Le Olimpiadi del 1936: Jesse Owens che lascia la Storia per entrare nella Leggenda grazie delle sue quattro medaglie d’oro, armi potentissime nello zittire le teorie della supremazia della razza ariana. I Giochi segnati dalla maratona di Sohn Kee-chung e immortalati dal film di Leni Riefenstahl. L’ultima edizione prima che il mondo sprofondasse nella tragedia della Seconda Guerra Mondiale.
È il cuore pulsante dello spettacolo “Federico Buffa racconta le Olimpiadi del 1936” in programma domenica 26 ottobre alle 21 al Teatro Civico di Vercelli. Il celebre narratore sportivo porterà in scena una storia potente, che poi ha dato vita al romanzo “L’ultima estate di Berlino”, scritto con Paolo Frusca e best sellers di Rizzoli.
La prevendita aprirà lunedì 8 settembre. I biglietti si potranno acquistare sul circuito VivaTicket o alla biglietteria del teatro Civico da lunedì a venerdì dalle 17.30 alle 19.30 e il sabato dalle 10 alle 12.

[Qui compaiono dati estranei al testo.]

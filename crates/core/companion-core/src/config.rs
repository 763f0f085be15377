//! Environment variable loading for engine tunables

use crate::{CompanionError, Result};
use std::env;
use std::path::{Path, PathBuf};

/// Load environment variables from a .env file
///
/// Looks in the current directory and its parents and returns the file that
/// was loaded. A missing file is not an error; the process environment is
/// used as-is.
///
/// # Example
///
/// ```no_run
/// use companion_core::load_env;
///
/// load_env().ok();
/// let rate = companion_core::get_env_float("COMPANION_DIRECT_RATE", 0.1);
/// ```
pub fn load_env() -> Result<Option<PathBuf>> {
    match dotenvy::dotenv() {
        Ok(path) => {
            tracing::debug!("Loaded environment from: {}", path.display());
            Ok(Some(path))
        }
        Err(dotenvy::Error::LineParse(line, pos)) => Err(CompanionError::config(format!(
            "Failed to parse .env file at line {}, position {}",
            line, pos
        ))),
        Err(dotenvy::Error::Io(_)) => {
            tracing::debug!("No .env file found - using process environment only");
            Ok(None)
        }
        Err(e) => Err(CompanionError::config(format!(
            "Failed to load .env file: {}",
            e
        ))),
    }
}

/// Load environment variables from a specific file
///
/// Unlike [`load_env`], a missing file is an error.
pub fn load_env_from_path<P: AsRef<Path>>(path: P) -> Result<()> {
    match dotenvy::from_path(path.as_ref()) {
        Ok(_) => {
            tracing::debug!("Loaded environment from: {}", path.as_ref().display());
            Ok(())
        }
        Err(e) => Err(CompanionError::config(format!(
            "Failed to load {} environment file: {}",
            path.as_ref().display(),
            e
        ))),
    }
}

/// Get optional environment variable with default
pub fn get_env_or(key: &str, default: &str) -> String {
    env::var(key).unwrap_or_else(|_| default.to_string())
}

/// Get environment variable as integer
pub fn get_env_int<T>(key: &str, default: T) -> T
where
    T: std::str::FromStr,
{
    env::var(key)
        .ok()
        .and_then(|v| v.parse::<T>().ok())
        .unwrap_or(default)
}

/// Get environment variable as float
///
/// Non-finite values are rejected in favour of the default.
pub fn get_env_float(key: &str, default: f64) -> f64 {
    env::var(key)
        .ok()
        .and_then(|v| v.trim().parse::<f64>().ok())
        .filter(|v| v.is_finite())
        .unwrap_or(default)
}

#[cfg(test)]
mod tests {
    use super::*;

    #[test]
    fn test_get_env_int() {
        env::set_var("COMPANION_TEST_INT", "42");
        assert_eq!(get_env_int("COMPANION_TEST_INT", 0usize), 42);
        assert_eq!(get_env_int("COMPANION_TEST_NONEXISTENT", 99usize), 99);
        env::remove_var("COMPANION_TEST_INT");
    }

    #[test]
    fn test_get_env_float() {
        env::set_var("COMPANION_TEST_FLOAT", "0.25");
        env::set_var("COMPANION_TEST_NAN", "NaN");
        assert_eq!(get_env_float("COMPANION_TEST_FLOAT", 0.0), 0.25);
        assert_eq!(get_env_float("COMPANION_TEST_NAN", 1.5), 1.5);
        assert_eq!(get_env_float("COMPANION_TEST_MISSING", 1.5), 1.5);
        env::remove_var("COMPANION_TEST_FLOAT");
        env::remove_var("COMPANION_TEST_NAN");
    }

    #[test]
    fn test_load_env_from_path() {
        let dir = tempfile::tempdir().unwrap();
        let path = dir.path().join("companion.env");
        std::fs::write(&path, "COMPANION_TEST_FROM_FILE=0.75\n").unwrap();

        load_env_from_path(&path).unwrap();
        assert_eq!(get_env_float("COMPANION_TEST_FROM_FILE", 0.0), 0.75);
        env::remove_var("COMPANION_TEST_FROM_FILE");

        assert!(load_env_from_path(dir.path().join("missing.env")).is_err());
    }

    #[test]
    fn test_get_env_or() {
        env::set_var("COMPANION_TEST_STRING", "hello");
        assert_eq!(get_env_or("COMPANION_TEST_STRING", "default"), "hello");
        assert_eq!(get_env_or("COMPANION_TEST_ABSENT", "default"), "default");
        env::remove_var("COMPANION_TEST_STRING");
    }
}
//! Types for the companion evolution system

pub mod attention;
pub mod behavior;
pub mod config;
pub mod event;
pub mod memory;
pub mod traits;

pub use attention::*;
pub use behavior::*;
pub use config::*;
pub use event::*;
pub use memory::*;
pub use traits::*;

/// Clamp into [0, 1]; NaN becomes 0
pub(crate) fn clamp_unit(value: f64) -> f64 {
    if value.is_nan() {
        0.0
    } else {
        value.clamp(0.0, 1.0)
    }
}

/// Non-finite values become 0
pub(crate) fn sanitize(value: f64) -> f64 {
    if value.is_finite() {
        value
    } else {
        0.0
    }
}

/// Negative or NaN elapsed time counts as none; infinity saturates
pub(crate) fn sanitize_elapsed(hours: f64) -> f64 {
    if hours.is_nan() || hours <= 0.0 {
        0.0
    } else {
        hours.min(f64::MAX)
    }
}

#[cfg(test)]
mod tests {
    use super::*;

    #[test]
    fn test_clamp_unit() {
        assert_eq!(clamp_unit(-0.5), 0.0);
        assert_eq!(clamp_unit(1.5), 1.0);
        assert_eq!(clamp_unit(f64::NAN), 0.0);
        assert_eq!(clamp_unit(f64::NEG_INFINITY), 0.0);
    }

    #[test]
    fn test_sanitize_elapsed() {
        assert_eq!(sanitize_elapsed(-3.0), 0.0);
        assert_eq!(sanitize_elapsed(f64::NAN), 0.0);
        assert_eq!(sanitize_elapsed(2.5), 2.5);
        assert_eq!(sanitize_elapsed(f64::INFINITY), f64::MAX);
    }
}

Lo spettacolo di Buffa, come accennato, ripercorre l’edizione olimpica passata alla storia, intrecciando le gesta leggendarie di Owens con la vicenda umana di Wolfgang Fürstner, comandante del villaggio olimpico, emarginato dal regime nazista a causa delle sue origini ebraiche. Buffa, che interpreta Fürstner, costruisce una narrazione civile ed emozionante, capace di unire sport, politica e umanità. L’appuntamento si inserisce nel contesto culturale vivace che animerà Vercelli da settembre. In Arca, il 10 settembre, sarà infatti inaugurata la mostra “Guttuso, De Pisis, Fontana… L’Espressionismo Italiano” con opere provenienti dalla Fondazione Giuseppe Iannaccone per raccontare la forza espressiva e controcorrente di artisti come Birolli, Pirandello, Sassu e Vedova, attivi dal 1920. «Anni fa – spiega Federico Buffa nel video realizzato per il Comune di Vercelli – il regista Emilio Russo pensò a uno spettacolo che potesse cogliere lo spirito degli anni Trenta. Perché lo portiamo a Vercelli? Perché in città ci sarà una bellissima mostra con grandi artisti come Guttuso, ma nella nostra visione del mondo soprattutto Lucio Fontana: il più rosarino dei milanesi e il più milanese dei rosarini. Per questo noi appoggiamo il 1936 all’interno del bellissimo momento culturale».